Hydrocephalus: Can intracranial compliance predict clinical oscillations?

This study aims to measure the long-term changes in intracranial compliance and recovery behavior of brain tissue in hydrocephalus patients after cerebrospinal fluid shunting. This investigation is trying to suggest a new definition for the concept of intracranial compliance noninvasively that can reflect the oscillatory behaviors, non-uniformities, and clinical variations of hydrocephalus patients during shunt treatment. This project has great potential to connect the clinical fluctuations of hydrocephalus patients with a quantitative index to open a window on clarifying the ambiguous points related to the mechanism and pathophysiology of hydrocephalus. The impact of this study can gain insight into the quantitative evaluation of material property and relaxation behavior of brain tissue and their relationships with diagnosis, prognosis, and management of hydrocephalus patients.
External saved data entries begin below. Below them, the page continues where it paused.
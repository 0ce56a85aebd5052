//! Vault proxy connection.
//!
//! The proxy speaks JSON messages with an `"action"` discriminator over a
//! Unix stream socket, framed native-messaging style: a 4-byte little-endian
//! length prefix per message. Encryption of the underlying browser protocol
//! is the proxy's business; this client only drives the four actions the
//! pipeline needs.

use std::path::Path;
use std::time::Duration;

use base64::Engine as _;
use base64::engine::general_purpose::STANDARD as BASE64;
use bytes::Bytes;
use futures_util::{SinkExt, StreamExt};
use passgate_core::MAX_FRAME_LENGTH;
use passgate_core::associate::Association;
use passgate_core::entry::{CredentialRecord, EntryIndex};
use passgate_core::error::Error;
use passgate_core::socket::verify_socket_safety;
use tokio::net::UnixStream;
use tokio_util::codec::{Framed, LengthDelimitedCodec};
use tracing::debug;

const CONNECT_TIMEOUT: Duration = Duration::from_secs(10);

/// The four vault operations the session lifecycle is built on. A trait seam
/// so the lifecycle is testable without a running vault.
pub trait VaultProxy {
    /// Interactive pairing. The vault prompts the user to confirm and name
    /// the new client; blocks until they do.
    async fn associate(&mut self) -> Result<Association, Error>;

    /// Load a previously saved association into the connection context.
    fn load_association(&mut self, association: Association);

    /// Confirm the loaded association is still accepted.
    async fn test_associate(&mut self) -> Result<(), Error>;

    /// Fetch the full entry directory, vault order preserved.
    async fn list_entries(&mut self) -> Result<Vec<EntryIndex>, Error>;

    /// Fetch the decrypted logins for one entry by stable identifier.
    async fn get_logins(&mut self, uuid: &str) -> Result<Vec<CredentialRecord>, Error>;
}

pub struct ProxyConnection {
    framed: Framed<UnixStream, LengthDelimitedCodec>,
    association: Option<Association>,
}

impl ProxyConnection {
    pub async fn connect(path: &Path) -> Result<Self, Error> {
        verify_socket_safety(path).map_err(|e| Error::Connection {
            path: path.to_path_buf(),
            source: e,
        })?;

        let stream = tokio::time::timeout(CONNECT_TIMEOUT, UnixStream::connect(path))
            .await
            .map_err(|_| Error::Connection {
                path: path.to_path_buf(),
                source: std::io::Error::new(std::io::ErrorKind::TimedOut, "connection timed out"),
            })?
            .map_err(|e| Error::Connection {
                path: path.to_path_buf(),
                source: std::io::Error::new(
                    e.kind(),
                    format!("{e} (is the vault proxy running?)"),
                ),
            })?;

        let codec = LengthDelimitedCodec::builder()
            .length_field_length(4)
            .little_endian()
            .max_frame_length(MAX_FRAME_LENGTH)
            .new_codec();

        Ok(Self {
            framed: Framed::new(stream, codec),
            association: None,
        })
    }

    /// Send one action message and read the reply frame.
    async fn exchange(&mut self, request: serde_json::Value) -> Result<serde_json::Value, Error> {
        let action = request
            .get("action")
            .and_then(|v| v.as_str())
            .unwrap_or("");
        debug!(action, "sending request to vault proxy");

        let out = serde_json::to_vec(&request).map_err(std::io::Error::other)?;
        self.framed.send(Bytes::from(out)).await?;

        let Some(frame) = self.framed.next().await else {
            return Err(Error::Protocol(format!(
                "vault proxy closed the connection during {action}"
            )));
        };
        let frame = frame?;

        serde_json::from_slice(&frame)
            .map_err(|e| Error::Protocol(format!("unparseable {action} response: {e}")))
    }
}

/// Pull the error message out of a proxy reply, if it is one.
fn response_error(response: &serde_json::Value) -> Option<String> {
    let message = response.get("error")?.as_str()?;
    let code = response
        .get("errorCode")
        .map(|v| match v {
            serde_json::Value::String(s) => s.clone(),
            other => other.to_string(),
        })
        .unwrap_or_default();
    if code.is_empty() {
        Some(message.to_string())
    } else {
        Some(format!("{message} (code {code})"))
    }
}

/// The proxy reports success as the string `"true"`.
fn is_success(response: &serde_json::Value) -> bool {
    response.get("success").and_then(|v| v.as_str()) == Some("true")
}

impl VaultProxy for ProxyConnection {
    async fn associate(&mut self) -> Result<Association, Error> {
        let response = self
            .exchange(serde_json::json!({ "action": "associate" }))
            .await?;

        if response_error(&response).is_some() || !is_success(&response) {
            // Pairing declined or the vault is locked; either way, no identity.
            return Err(Error::Association);
        }

        let name = response
            .get("id")
            .and_then(|v| v.as_str())
            .ok_or_else(|| Error::Protocol("associate response is missing id".into()))?;
        let key = response
            .get("publicKey")
            .and_then(|v| v.as_str())
            .ok_or_else(|| Error::Protocol("associate response is missing publicKey".into()))?;
        let public_key = BASE64
            .decode(key.as_bytes())
            .map_err(|e| Error::Protocol(format!("associate publicKey is not base64: {e}")))?;

        Ok(Association {
            name: name.to_string(),
            public_key,
        })
    }

    fn load_association(&mut self, association: Association) {
        self.association = Some(association);
    }

    async fn test_associate(&mut self) -> Result<(), Error> {
        let Some(association) = &self.association else {
            return Err(Error::Association);
        };

        let request = serde_json::json!({
            "action": "test-associate",
            "id": association.name,
            "key": BASE64.encode(&association.public_key),
        });
        let response = self.exchange(request).await?;

        if response_error(&response).is_some() || !is_success(&response) {
            return Err(Error::Association);
        }
        Ok(())
    }

    async fn list_entries(&mut self) -> Result<Vec<EntryIndex>, Error> {
        let response = self
            .exchange(serde_json::json!({ "action": "get-database-entries" }))
            .await?;

        if let Some(message) = response_error(&response) {
            return Err(Error::Protocol(format!(
                "get-database-entries failed: {message}"
            )));
        }

        let entries = response
            .get("entries")
            .cloned()
            .ok_or_else(|| Error::Protocol("entry listing is missing entries".into()))?;
        serde_json::from_value(entries)
            .map_err(|e| Error::Protocol(format!("malformed entry listing: {e}")))
    }

    async fn get_logins(&mut self, uuid: &str) -> Result<Vec<CredentialRecord>, Error> {
        let request = serde_json::json!({
            "action": "get-logins",
            "url": format!("keepassxc://by-uuid/{uuid}"),
        });
        let response = self.exchange(request).await?;

        // The vault answers a stale or unknown identifier with an error.
        if response_error(&response).is_some() {
            return Err(Error::NotFound(uuid.to_string()));
        }

        let entries = response
            .get("entries")
            .and_then(|v| v.as_array())
            .ok_or_else(|| Error::Protocol("get-logins response is missing entries".into()))?;
        entries.iter().map(CredentialRecord::from_value).collect()
    }
}

// ---------------------------------------------------------------------------
// Tests
// ---------------------------------------------------------------------------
This investigation will provide neurosurgeons with valuable data to help predict shunting outcomes as well as development of novel treatment of hydrocephalus patients.

Questions to solve when Blood, Brain, and Cerebrospinal fluid interact.
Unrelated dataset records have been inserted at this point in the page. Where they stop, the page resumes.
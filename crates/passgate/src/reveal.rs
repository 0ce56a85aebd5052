//! Interactive reveal panel.
//!
//! Renders the [`PanelModel`] in the terminal and blocks on a key loop until
//! the user closes it. Escape terminates the whole process immediately;
//! every other action runs against the already-resolved record, never
//! re-fetching from the vault.

use console::{Key, Term, style};
use passgate_core::entry::CredentialRecord;
use passgate_core::error::Error;
use passgate_core::panel::{FieldAction, PanelModel, save_file_name};

use crate::sinks;

pub fn show(record: &CredentialRecord) -> Result<(), Error> {
    let term = Term::stderr();
    if !term.is_term() {
        return Err(Error::Io(std::io::Error::other(
            "the reveal panel needs an interactive terminal (use --print, --clipboard, or --type)",
        )));
    }

    let mut panel = PanelModel::from_record(record);
    if panel.is_empty() {
        term.write_line("entry has no fields to show")?;
        return Ok(());
    }

    term.hide_cursor()?;
    let result = event_loop(&term, &mut panel, record);
    let _ = term.show_cursor();
    result
}

fn event_loop(term: &Term, panel: &mut PanelModel, record: &CredentialRecord) -> Result<(), Error> {
    let mut selected = 0usize;
    let mut status = String::new();

    loop {
        draw(term, panel, selected, &status)?;
        status.clear();

        match term.read_key()? {
            Key::Escape => {
                let _ = term.clear_screen();
                let _ = term.show_cursor();
                std::process::exit(0);
            }
            Key::Char('q') => {
                term.clear_screen()?;
                return Ok(());
            }
            Key::ArrowUp | Key::Char('k') => {
                selected = selected.saturating_sub(1);
            }
            Key::ArrowDown | Key::Char('j') => {
                selected = (selected + 1).min(panel.widgets().len() - 1);
            }
            Key::Char('c') => {
                let widget = &panel.widgets()[selected];
                sinks::clipboard_set(widget.value())?;
                status = format!("copied {}", widget.name());
            }
            Key::Char('r') => {
                if let Some(widget) = panel.widget_mut(selected)
                    && widget.supports(FieldAction::Reveal)
                {
                    widget.toggle_reveal();
                }
            }
            Key::Char('p') => {
                let widget = &panel.widgets()[selected];
                if widget.supports(FieldAction::Plumb) {
                    sinks::plumb_string(widget.value())?;
                    status = format!("plumbed {}", widget.name());
                }
            }
            Key::Char('s') => {
                let widget = &panel.widgets()[selected];
                if widget.supports(FieldAction::Save) {
                    let filename = format!(
                        "{}_{}",
                        save_file_name(widget.name(), record),
                        sinks::iso8601_now()
                    );
                    let path =
                        sinks::write_secret_file(&sinks::save_dir(), &filename, widget.value())?;
                    sinks::notify(&format!("Saved to {filename}"), &path.display().to_string())?;
                    status = format!("saved to {}", path.display());
                }
            }
            _ => {}
        }
    }
}

fn draw(term: &Term, panel: &PanelModel, selected: usize, status: &str) -> Result<(), Error> {
    term.clear_screen()?;

    if !panel.title().is_empty() {
        term.write_line(&style(panel.title()).bold().underlined().to_string())?;
        term.write_line("")?;
    }

    for (i, widget) in panel.widgets().iter().enumerate() {
        let marker = if i == selected {
            style(">").cyan().bold().to_string()
        } else {
            " ".to_string()
        };
        let name = style(format!("{:<14}", widget.name())).dim().to_string();
        let hints = style(action_hints(widget)).dim().to_string();

        if widget.is_multiline() {
            term.write_line(&format!("{marker} {name} {hints}"))?;
            for line in widget.display_value().lines() {
                term.write_line(&format!("      {line}"))?;
            }
        } else {
            term.write_line(&format!(
                "{marker} {name} {:<42} {hints}",
                widget.display_value()
            ))?;
        }
    }

    term.write_line("")?;
    if !status.is_empty() {
        term.write_line(&format!("  {}", style(status).green()))?;
    }
    term.write_line(
        &style("  up/down select   c copy   r reveal   p plumb   s save   q close   esc quit")
            .dim()
            .to_string(),
    )?;
    Ok(())
}

fn action_hints(widget: &passgate_core::panel::FieldWidget) -> String {
    widget
        .actions()
        .iter()
        .map(|action| match action {
            FieldAction::Copy => "[c]opy",
            FieldAction::Plumb => "[p]lumb",
            FieldAction::Reveal => "[r]eveal",
            FieldAction::Save => "[s]ave",
        })
        .collect::<Vec<_>>()
        .join(" ")
}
This study tries to understand the interaction of cerebral blood and cerebrospinal fluid with brain tissue to alleviate the pathophysiological ambiguities in cerebrospinal fluid dyscrasia. This work has good potential to help gain insight into the controversial and unknown points in the movement of cerebrospinal fluid and blood circulation and their close relationships with the interstitial fluid flow. This study will present a comprehensive and flexible framework to provide a robust and effective computational approach for understanding the physiological function of intracranial fluid dynamics. This investigation will provide key data to improve our understanding regarding brain fluids transport and their hydrodynamic changes. This project can help neurosurgeons prevent misdiagnoses due to clinical overlaps in cerebrospinal fluid disorders by using optimal parameters in brain fluids dynamics as the diagnostic indexes.

Skull base drilling: How coolants can reduce thermal and physical damage?
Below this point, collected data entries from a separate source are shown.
//! Fundamental geometric and simulation types.

use glam::Vec2;
use serde::{Deserialize, Serialize};

/// Axis-aligned rectangle. `(x, y)` is the minimum corner.
///
/// Edge semantics: `overlaps` is strict (rectangles that only share an edge
/// do not overlap) while `contains_point` includes the edges.
#[derive(Debug, Clone, Copy, Default, PartialEq, Serialize, Deserialize)]
pub struct Rect {
    pub x: f32,
    pub y: f32,
    pub width: f32,
    pub height: f32,
}

impl Rect {
    pub const fn new(x: f32, y: f32, width: f32, height: f32) -> Self {
        Self {
            x,
            y,
            width,
            height,
        }
    }

    /// Rectangle of the given size centred on `center`.
    pub fn from_center(center: Vec2, size: Vec2) -> Self {
        Self::new(
            center.x - size.x * 0.5,
            center.y - size.y * 0.5,
            size.x,
            size.y,
        )
    }

    pub fn min(&self) -> Vec2 {
        Vec2::new(self.x, self.y)
    }

    pub fn max(&self) -> Vec2 {
        Vec2::new(self.x + self.width, self.y + self.height)
    }

    pub fn size(&self) -> Vec2 {
        Vec2::new(self.width, self.height)
    }

    pub fn center(&self) -> Vec2 {
        Vec2::new(self.x + self.width * 0.5, self.y + self.height * 0.5)
    }

    pub fn overlaps(&self, other: &Rect) -> bool {
        self.x < other.x + other.width
            && self.x + self.width > other.x
            && self.y < other.y + other.height
            && self.y + self.height > other.y
    }

    pub fn contains_point(&self, p: Vec2) -> bool {
        p.x >= self.x && p.x <= self.x + self.width && p.y >= self.y && p.y <= self.y + self.height
    }

    /// True if `other` lies entirely within this rectangle (edges included).
    pub fn contains_rect(&self, other: &Rect) -> bool {
        self.contains_point(other.min()) && self.contains_point(other.max())
    }

    /// Grow by `margin` on every side.
    pub fn expanded(&self, margin: f32) -> Rect {
        Rect::new(
            self.x - margin,
            self.y - margin,
            self.width + margin * 2.0,
            self.height + margin * 2.0,
        )
    }

    pub fn translated(&self, offset: Vec2) -> Rect {
        Rect::new(self.x + offset.x, self.y + offset.y, self.width, self.height)
    }

    /// Closest point of the rectangle (boundary or interior) to `p`.
    pub fn nearest_point(&self, p: Vec2) -> Vec2 {
        p.clamp(self.min(), self.max())
    }

    /// Distance from `p` to the rectangle; zero when `p` is inside.
    pub fn distance_to_point(&self, p: Vec2) -> f32 {
        self.nearest_point(p).distance(p)
    }

    /// Parametric entry point of the segment `a -> b` into the rectangle,
    /// in `[0, 1]`, or `None` if the segment misses it. A segment starting
    /// inside reports `Some(0.0)`.
    pub fn segment_entry(&self, a: Vec2, b: Vec2) -> Option<f32> {
        let d = b - a;
        let mut t_enter = 0.0_f32;
        let mut t_exit = 1.0_f32;
        let min = self.min();
        let max = self.max();

        for (origin, delta, lo, hi) in [(a.x, d.x, min.x, max.x), (a.y, d.y, min.y, max.y)] {
            if delta.abs() < f32::EPSILON {
                if origin < lo || origin > hi {
                    return None;
                }
                continue;
            }
            let mut t0 = (lo - origin) / delta;
            let mut t1 = (hi - origin) / delta;
            if t0 > t1 {
                std::mem::swap(&mut t0, &mut t1);
            }
            t_enter = t_enter.max(t0);
            t_exit = t_exit.min(t1);
            if t_enter > t_exit {
                return None;
            }
        }
        Some(t_enter)
    }

    /// True if the segment `a -> b` touches the rectangle anywhere.
    pub fn intersects_segment(&self, a: Vec2, b: Vec2) -> bool {
        self.segment_entry(a, b).is_some()
    }
}

/// Simulation time tracking.
#[derive(Debug, Clone, Copy, Default, PartialEq, Serialize, Deserialize)]
pub struct SimTime {
    /// Current tick number (increments by 1 each tick).
    pub tick: u64,
    /// Elapsed simulation time in seconds.
    pub elapsed_secs: f64,
}

impl SimTime {
    /// Seconds per tick at the fixed step.
    pub fn dt(&self) -> f64 {
        1.0 / crate::constants::TICK_RATE as f64
    }

    /// Advance by one tick.
    pub fn advance(&mut self) {
        self.tick += 1;
        self.elapsed_secs += self.dt();
    }
}

/// Generational index of a body in the physics arena.
#[derive(Debug, Clone, Copy, PartialEq, Eq, Hash, Serialize, Deserialize)]
pub struct BodyHandle {
    pub index: u32,
    pub generation: u32,
}
//! Simulation engine for the arena skirmish.
//!
//! Owns the hecs ECS world, runs systems at a fixed tick rate,
//! and produces GameStateSnapshots for the host.

pub mod collision;
pub mod encounter;
pub mod engine;
pub mod hooks;
pub mod level;
pub mod physics;
pub mod projectile;
pub mod systems;
pub mod world_setup;

pub use skirmish_core as core;
pub use engine::{SimConfig, SimulationEngine};

#[cfg(test)]
mod tests;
This project will study novel gas coolants to decrease the risk of thermal death in cells of the skull, blood coagulation, adjacent nerves injury, and micro-fractures during skull base drilling. This study will address the optimal operating variables that can lead to minimizing temperature, force, and torque during the drilling process to improve surgeries efficiency and prevent prolongation of treatment. This work evaluates the superiority and inferiority in skull base drilling to increase the safety of surgeries. This investigation has great potential to produce a guideline for neurosurgeons to control thermal and physical damage during skull base drilling/grinding improving the chances of successful surgery. The impact of this study may extend to the advanced navigation systems and robotic drilling to improve the performance of skull base surgeries.

Meet Seif Gholampour

Research Professional, MHFP

Dr. Seif Gholampour currently works for the Margaret Hackett Family Program in the Department of Neurological Surgery at the University of Chicago. He has more than 13 years of research experience in biomedical modeling of CNS, computational and experimental neuroscience, cerebral blood hemodynamics, CSF hydrodynamics, machine learning, brain morphology, brain biomechanics, image-based fluid-structure interaction/computational fluid dynamics/finite element analysis simulations in neuroscience, and neurosurgical drilling systems. Currently, he is working on changes in intracranial fluid dynamics and recovery behavior of brain tissue of hydrocephalus patients after shunting to improve shunt outcomes, as well as the development of machine learning models to predict the risk of shunt failure.